すでに遅かったのだ。ボクは、この場から逃げようとして、立ち上がろうとした。だが、足が動かなかった。いや、足ばかりではなく、身体中動かなくなっていた。そして、身体が、だらんとして、力も入らなくなってしまった。ボクは、この場から動けなくなってしまった。
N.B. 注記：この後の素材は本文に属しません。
//! Convenience re-exports.

pub use crate::config::ParleyConfig;
pub use crate::conversation::{Conversation, Input};
pub use crate::display::{DisplaySink, NullSink, WriterSink};
pub use crate::endpoint::{ChatEndpoint, ChatRequest, OpenAiEndpoint};
pub use crate::error::{ParleyError, Result};
pub use crate::registry::{
    ChatFunction, FnFunction, FunctionDefinition, FunctionRegistry, Parameters,
};
pub use crate::store::MessageStore;
pub use crate::types::{FinishReason, FunctionCall, Message, Role, StreamEvent};
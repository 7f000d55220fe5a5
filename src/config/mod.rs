//! Configuration for the remote endpoint.

const DEFAULT_BASE_URL: &str = "https://api.openai.com/v1";

/// Endpoint configuration: credential and base URL.
///
/// Resolution order: explicit setters beat environment variables. A missing
/// credential is surfaced as a configuration error when the endpoint is
/// constructed, before any turn starts.
#[derive(Debug, Clone)]
pub struct ParleyConfig {
    api_key: Option<String>,
    base_url: String,
}

impl Default for ParleyConfig {
    fn default() -> Self {
        Self {
            api_key: None,
            base_url: DEFAULT_BASE_URL.to_string(),
        }
    }
}

impl ParleyConfig {
    pub fn new() -> Self {
        Self::default()
    }

    /// Load from `OPENAI_API_KEY` and `OPENAI_BASE_URL`, reading a `.env`
    /// file if present.
    pub fn from_env() -> Self {
        let _ = dotenvy::dotenv(); // ignore a missing .env
        let mut config = Self::new();
        if let Ok(key) = std::env::var("OPENAI_API_KEY") {
            config.api_key = Some(key);
        }
        if let Ok(url) = std::env::var("OPENAI_BASE_URL") {
            config.base_url = url;
        }
        config
    }

    pub fn with_api_key(mut self, key: impl Into<String>) -> Self {
        self.api_key = Some(key.into());
        self
    }

    pub fn with_base_url(mut self, url: impl Into<String>) -> Self {
        self.base_url = url.into();
        self
    }

    pub fn api_key(&self) -> Option<&str> {
        self.api_key.as_deref()
    }

    pub fn base_url(&self) -> &str {
        &self.base_url
    }
}
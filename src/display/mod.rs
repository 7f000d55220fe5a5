//! Display sink for incremental output.
//!
//! Purely observational: the conversation never depends on a sink's
//! behavior, and sink I/O failures are swallowed.

use std::io::Write;
use std::sync::Mutex;

/// Receives incremental text and the function-call lifecycle.
///
/// All methods default to no-ops so implementations only override what they
/// render.
pub trait DisplaySink: Send + Sync {
    /// Incremental assistant text.
    fn text_delta(&self, _text: &str) {}

    /// A function call was declared with this name.
    fn function_call_start(&self, _name: &str) {}

    /// Argument text appended to the current function call.
    fn function_call_arguments(&self, _text: &str) {}

    /// The function call completed. `is_error` marks execution failures
    /// that were fed back to the model.
    fn function_call_result(&self, _content: &str, _is_error: bool) {}

    /// Display-only annotation for non-stop stream terminations
    /// (truncation, moderation, unknown finish reasons).
    fn notice(&self, _text: &str) {}
}

/// Sink that discards everything. The default.
#[derive(Debug, Clone, Copy, Default)]
pub struct NullSink;

impl DisplaySink for NullSink {}

/// Sink that writes plain text to any [`std::io::Write`].
pub struct WriterSink<W: Write + Send> {
    writer: Mutex<W>,
}

impl<W: Write + Send> WriterSink<W> {
    pub fn new(writer: W) -> Self {
        Self {
            writer: Mutex::new(writer),
        }
    }

    fn write(&self, text: &str) {
        if let Ok(mut w) = self.writer.lock() {
            let _ = w.write_all(text.as_bytes());
            let _ = w.flush();
        }
    }
}

impl<W: Write + Send> DisplaySink for WriterSink<W> {
    fn text_delta(&self, text: &str) {
        self.write(text);
    }

    fn function_call_start(&self, name: &str) {
        self.write(&format!("\n[calling {name}] "));
    }

    fn function_call_arguments(&self, text: &str) {
        self.write(text);
    }

    fn function_call_result(&self, content: &str, is_error: bool) {
        let label = if is_error { "error" } else { "result" };
        self.write(&format!("\n[{label}] {content}\n"));
    }

    fn notice(&self, text: &str) {
        self.write(&format!("\n{text}\n"));
    }
}
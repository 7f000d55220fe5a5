//! Message types for model communication.

use chrono::{DateTime, Utc};
use serde::{Deserialize, Serialize};

/// A message in a conversation.
#[derive(Debug, Clone, Serialize, Deserialize, PartialEq)]
pub struct Message {
    pub role: Role,
    /// Text content. Absent on assistant messages that only carry a
    /// function call.
    #[serde(default, skip_serializing_if = "Option::is_none")]
    pub content: Option<String>,
    /// Function name, set on function-result messages.
    #[serde(default, skip_serializing_if = "Option::is_none")]
    pub name: Option<String>,
    /// The call the assistant asked for, set on assistant messages that
    /// requested a function.
    #[serde(default, skip_serializing_if = "Option::is_none")]
    pub function_call: Option<FunctionCall>,
    #[serde(default, skip_serializing_if = "Option::is_none")]
    pub timestamp: Option<DateTime<Utc>>,
}

impl Message {
    /// Create a system message.
    pub fn system(text: impl Into<String>) -> Self {
        Self {
            role: Role::System,
            content: Some(text.into()),
            name: None,
            function_call: None,
            timestamp: Some(Utc::now()),
        }
    }

    /// Create a human message.
    pub fn human(text: impl Into<String>) -> Self {
        Self {
            role: Role::Human,
            content: Some(text.into()),
            name: None,
            function_call: None,
            timestamp: Some(Utc::now()),
        }
    }

    /// Create a plain assistant message.
    pub fn assistant(text: impl Into<String>) -> Self {
        Self {
            role: Role::Assistant,
            content: Some(text.into()),
            name: None,
            function_call: None,
            timestamp: Some(Utc::now()),
        }
    }

    /// Create an assistant message recording a function-call attempt.
    ///
    /// `arguments` is the raw argument text as streamed by the model, not
    /// yet parsed or validated.
    pub fn assistant_function_call(
        name: impl Into<String>,
        arguments: impl Into<String>,
    ) -> Self {
        Self {
            role: Role::Assistant,
            content: None,
            name: None,
            function_call: Some(FunctionCall {
                name: name.into(),
                arguments: arguments.into(),
            }),
            timestamp: Some(Utc::now()),
        }
    }

    /// Create a function-result message.
    pub fn function_result(name: impl Into<String>, content: impl Into<String>) -> Self {
        Self {
            role: Role::FunctionResult,
            content: Some(content.into()),
            name: Some(name.into()),
            function_call: None,
            timestamp: Some(Utc::now()),
        }
    }

    /// Text content, or the empty string when absent.
    pub fn text(&self) -> &str {
        self.content.as_deref().unwrap_or_default()
    }
}

/// Conversation role.
///
/// Wire names follow the OpenAI chat API: `Human` serializes as `user`,
/// `FunctionResult` as `function`.
#[derive(
    Debug, Clone, Copy, Serialize, Deserialize, PartialEq, Eq, Hash, strum::Display,
)]
#[serde(rename_all = "lowercase")]
#[strum(serialize_all = "lowercase")]
pub enum Role {
    System,
    #[serde(rename = "user")]
    #[strum(serialize = "user")]
    Human,
    Assistant,
    #[serde(rename = "function")]
    #[strum(serialize = "function")]
    FunctionResult,
}

/// A function call requested by the model.
#[derive(Debug, Clone, Serialize, Deserialize, PartialEq)]
pub struct FunctionCall {
    pub name: String,
    /// Raw argument text, concatenated in arrival order.
    pub arguments: String,
}
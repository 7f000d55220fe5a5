//! Shared test doubles: a scripted endpoint and a recording display sink.

#![allow(dead_code)]

use std::collections::VecDeque;
use std::sync::{Arc, Mutex};

use async_trait::async_trait;
use futures::stream::BoxStream;
use futures::StreamExt;

use parley::display::DisplaySink;
use parley::endpoint::{ChatEndpoint, ChatRequest};
use parley::error::ParleyError;
use parley::types::StreamEvent;

/// Endpoint that replays queued event scripts and captures every request.
#[derive(Default)]
pub struct MockEndpoint {
    scripts: Mutex<VecDeque<Vec<Result<StreamEvent, ParleyError>>>>,
    requests: Mutex<Vec<ChatRequest>>,
}

impl MockEndpoint {
    pub fn new() -> Arc<Self> {
        Arc::new(Self::default())
    }

    /// Queue one stream's worth of events.
    pub fn queue(&self, events: Vec<StreamEvent>) {
        self.scripts
            .lock()
            .unwrap()
            .push_back(events.into_iter().map(Ok).collect());
    }

    /// Queue a script that may include mid-stream errors.
    pub fn queue_results(&self, events: Vec<Result<StreamEvent, ParleyError>>) {
        self.scripts.lock().unwrap().push_back(events);
    }

    /// All requests seen so far, in order.
    pub fn requests(&self) -> Vec<ChatRequest> {
        self.requests.lock().unwrap().clone()
    }
}

#[async_trait]
impl ChatEndpoint for MockEndpoint {
    async fn stream_chat(
        &self,
        request: &ChatRequest,
    ) -> Result<BoxStream<'static, Result<StreamEvent, ParleyError>>, ParleyError> {
        self.requests.lock().unwrap().push(request.clone());
        let script = self
            .scripts
            .lock()
            .unwrap()
            .pop_front()
            .ok_or_else(|| ParleyError::Stream("no scripted response queued".to_string()))?;
        Ok(futures::stream::iter(script).boxed())
    }
}

/// Sink that records every display call as a tagged string.
#[derive(Default)]
pub struct RecordingSink {
    events: Mutex<Vec<String>>,
}

impl RecordingSink {
    pub fn new() -> Arc<Self> {
        Arc::new(Self::default())
    }

    pub fn events(&self) -> Vec<String> {
        self.events.lock().unwrap().clone()
    }

    fn record(&self, event: String) {
        self.events.lock().unwrap().push(event);
    }
}

impl DisplaySink for RecordingSink {
    fn text_delta(&self, text: &str) {
        self.record(format!("text:{text}"));
    }

    fn function_call_start(&self, name: &str) {
        self.record(format!("call:{name}"));
    }

    fn function_call_arguments(&self, text: &str) {
        self.record(format!("args:{text}"));
    }

    fn function_call_result(&self, content: &str, is_error: bool) {
        let tag = if is_error { "error" } else { "result" };
        self.record(format!("{tag}:{content}"));
    }

    fn notice(&self, text: &str) {
        self.record(format!("notice:{text}"));
    }
}
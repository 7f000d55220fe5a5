//! Error types for Parley.

use thiserror::Error;

/// Primary error type for all Parley operations.
///
/// Function execution failures never show up here: they are recoverable
/// conversation data and are appended to the history as a function-result
/// message instead (see [`crate::registry::CallError`]).
#[derive(Error, Debug)]
pub enum ParleyError {
    /// Missing or invalid setup, surfaced before any turn starts.
    #[error("Configuration error: {0}")]
    Configuration(String),

    /// The remote stream violated the function-call protocol. Fatal for the
    /// current turn; nothing partial is appended to the history.
    #[error("Protocol error: {0}")]
    Protocol(String),

    /// A function-result message was appended without a matching assistant
    /// function-call message directly before it. Programmer error.
    #[error("Orphaned function result: {0}")]
    OrphanedResult(String),

    #[error("API error (status {status}): {message}")]
    Api { status: u16, message: String },

    #[error("Network error: {0}")]
    Network(#[from] reqwest::Error),

    #[error("Serialization error: {0}")]
    Serialization(#[from] serde_json::Error),

    #[error("Stream error: {0}")]
    Stream(String),

    /// The function-call loop exceeded the configured iteration guard.
    #[error("Turn exceeded {0} function-call iterations")]
    TurnLimit(usize),
}

impl ParleyError {
    /// Create an API error from an HTTP status and response body.
    pub fn api(status: u16, message: impl Into<String>) -> Self {
        Self::Api {
            status,
            message: message.into(),
        }
    }
}

/// Convenience alias.
pub type Result<T> = std::result::Result<T, ParleyError>;
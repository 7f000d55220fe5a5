//! The conversation: history, dispatch loop, and caller-facing surface.

use std::sync::Arc;

use bon::bon;
use futures::StreamExt;
use tracing::debug;

use crate::assembler::StreamAssembler;
use crate::display::{DisplaySink, NullSink};
use crate::endpoint::{ChatEndpoint, ChatRequest};
use crate::error::{ParleyError, Result};
use crate::registry::{ChatFunction, FunctionDefinition, FunctionRegistry};
use crate::store::MessageStore;
use crate::types::{FinishReason, Message};

/// A caller-provided input: plain text becomes a human message, a
/// [`Message`] is appended as-is.
#[derive(Debug, Clone)]
pub enum Input {
    Text(String),
    Message(Message),
}

impl From<&str> for Input {
    fn from(text: &str) -> Self {
        Self::Text(text.to_string())
    }
}

impl From<String> for Input {
    fn from(text: String) -> Self {
        Self::Text(text)
    }
}

impl From<Message> for Input {
    fn from(message: Message) -> Self {
        Self::Message(message)
    }
}

impl From<Input> for Message {
    fn from(input: Input) -> Self {
        match input {
            Input::Text(text) => Message::human(text),
            Input::Message(message) => message,
        }
    }
}

/// A multi-turn conversation with a streaming chat model.
///
/// One `submit` call is one logical turn: input is appended to the history,
/// a stream is opened with the full history as context, and the response is
/// assembled incrementally. When the model finishes with a function call,
/// the call is dispatched against the registry, the attempt and its result
/// are appended, and the loop resubmits with no new input until the model
/// produces a plain answer.
///
/// Not internally synchronized: one conversation belongs to one caller, and
/// `&mut self` on the mutating operations serializes use. Cancellation is
/// dropping the `submit` future; only fully flushed messages are ever
/// visible in the history.
pub struct Conversation {
    endpoint: Arc<dyn ChatEndpoint>,
    model: String,
    store: MessageStore,
    registry: FunctionRegistry,
    sink: Arc<dyn DisplaySink>,
    max_turns: usize,
}

#[bon]
impl Conversation {
    /// Build a conversation.
    ///
    /// Only `endpoint` is required. `max_turns` caps function-call
    /// iterations within a single `submit`; the remote model decides when
    /// to stop calling functions, so the cap is the safety valve against
    /// runaway recursion.
    #[builder]
    pub fn new(
        endpoint: Arc<dyn ChatEndpoint>,
        #[builder(into, default = "gpt-4o-mini".to_string())] model: String,
        #[builder(default)] registry: FunctionRegistry,
        sink: Option<Arc<dyn DisplaySink>>,
        #[builder(default = 20)] max_turns: usize,
        initial_context: Option<Vec<Message>>,
    ) -> Result<Self> {
        let mut store = MessageStore::new();
        for message in initial_context.unwrap_or_default() {
            store.append(message)?;
        }
        Ok(Self {
            endpoint,
            model,
            store,
            registry,
            sink: sink.unwrap_or_else(|| Arc::new(NullSink)),
            max_turns,
        })
    }

    /// Append inputs to the history without contacting the model.
    pub fn append<I, T>(&mut self, inputs: I) -> Result<()>
    where
        I: IntoIterator<Item = T>,
        T: Into<Input>,
    {
        for input in inputs {
            let input: Input = input.into();
            self.store.append(Message::from(input))?;
        }
        Ok(())
    }

    /// Register a function the model may call.
    pub fn register<F>(&mut self, function: F) -> FunctionDefinition
    where
        F: ChatFunction + 'static,
    {
        self.registry.register(function)
    }

    /// Send inputs to the model and drive the response to completion,
    /// dispatching any function calls it makes along the way.
    pub async fn submit<I, T>(&mut self, inputs: I) -> Result<()>
    where
        I: IntoIterator<Item = T>,
        T: Into<Input>,
    {
        self.append(inputs)?;

        let mut iteration = 0usize;
        loop {
            iteration += 1;
            if iteration > self.max_turns {
                return Err(ParleyError::TurnLimit(self.max_turns));
            }

            let request = ChatRequest {
                model: self.model.clone(),
                messages: self.store.snapshot(),
                functions: if self.registry.is_empty() {
                    Vec::new()
                } else {
                    self.registry.definitions()
                },
            };

            debug!(
                model = %self.model,
                iteration,
                history = request.messages.len(),
                "submitting turn"
            );

            let mut stream = self.endpoint.stream_chat(&request).await?;
            let mut assembler = StreamAssembler::new();
            let mut finish = None;

            while let Some(event) = stream.next().await {
                if let Some(reason) =
                    assembler.apply(event?, &mut self.store, self.sink.as_ref())?
                {
                    finish = Some(reason);
                    break;
                }
            }
            drop(stream);

            if finish == Some(FinishReason::FunctionCall) {
                self.dispatch_call(&mut assembler).await?;
                // reply with the result and let the model continue
                continue;
            }

            assembler.flush_text(&mut self.store)?;
            match finish {
                Some(FinishReason::Stop) => {}
                Some(FinishReason::MaxTokens) | Some(FinishReason::Length) => {
                    self.sink
                        .notice("...max tokens or overall length is too high...");
                }
                Some(FinishReason::ContentFilter) => {
                    self.sink
                        .notice("...content omitted due to the provider's content filter...");
                }
                Some(FinishReason::Unknown(raw)) => {
                    self.sink.notice(&format!("...unknown finish reason: {raw}..."));
                }
                Some(FinishReason::FunctionCall) => unreachable!("handled above"),
                None => {
                    debug!("stream ended without a finish reason");
                }
            }

            debug!(iteration, history = self.store.len(), "turn complete");
            return Ok(());
        }
    }

    /// History snapshot, in order.
    pub fn history(&self) -> Vec<Message> {
        self.store.snapshot()
    }

    pub fn clear_history(&mut self) {
        self.store.clear();
    }

    pub fn model(&self) -> &str {
        &self.model
    }

    pub fn registry(&self) -> &FunctionRegistry {
        &self.registry
    }

    /// Execute the completed function call and append the attempt plus its
    /// result. A failed call is conversation data for the model, not an
    /// error for the caller.
    async fn dispatch_call(&mut self, assembler: &mut StreamAssembler) -> Result<()> {
        let call = assembler.take_call().ok_or_else(|| {
            ParleyError::Protocol("function call finished without a function name".to_string())
        })?;

        let arguments = if call.arguments.is_empty() {
            "{}".to_string()
        } else {
            call.arguments
        };

        self.store
            .append(Message::assistant_function_call(&call.name, &arguments))?;

        let content = match self.registry.call(&call.name, &arguments).await {
            Ok(content) => {
                self.sink.function_call_result(&content, false);
                content
            }
            Err(err) => {
                let content = err.to_string();
                self.sink.function_call_result(&content, true);
                content
            }
        };

        self.store
            .append(Message::function_result(&call.name, content))?;
        Ok(())
    }
}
「恐れることはないよ。君の望んだ新しい身体に生まれ変わるだけだからね。フフフ・・・・」

リー君の言葉を頭で感じながら、ボクは、意識を失っていった。

 

「どうだい。恐れることはなかったろう」

輝く金髪の北欧美人が、後ろから優しく言った。ボクは、鏡の前に立って、小さく頷いた。鏡の中のスカイブルーのドレスを着た美少女も、小さく頷いていた。ドレスから、こぼれんばかりの豊かな右胸に、そっと、左手を当てた。

「ピクン」

電撃のような衝撃が、胸から、身体中に走った。ボクの顔は、赤らんだ。そして、鏡の中の少女の顔も。北欧美女になったリー君が、後ろから、優しくボクを抱きしめた。

「かわいいよ。私のプリンちゃん」

鏡に映る美女に、抱きすくめられた少女は、幸せそうな笑みを浮かべていた。まるで、今のボクのように・・・・

こうして、ボクは、ワタシになった。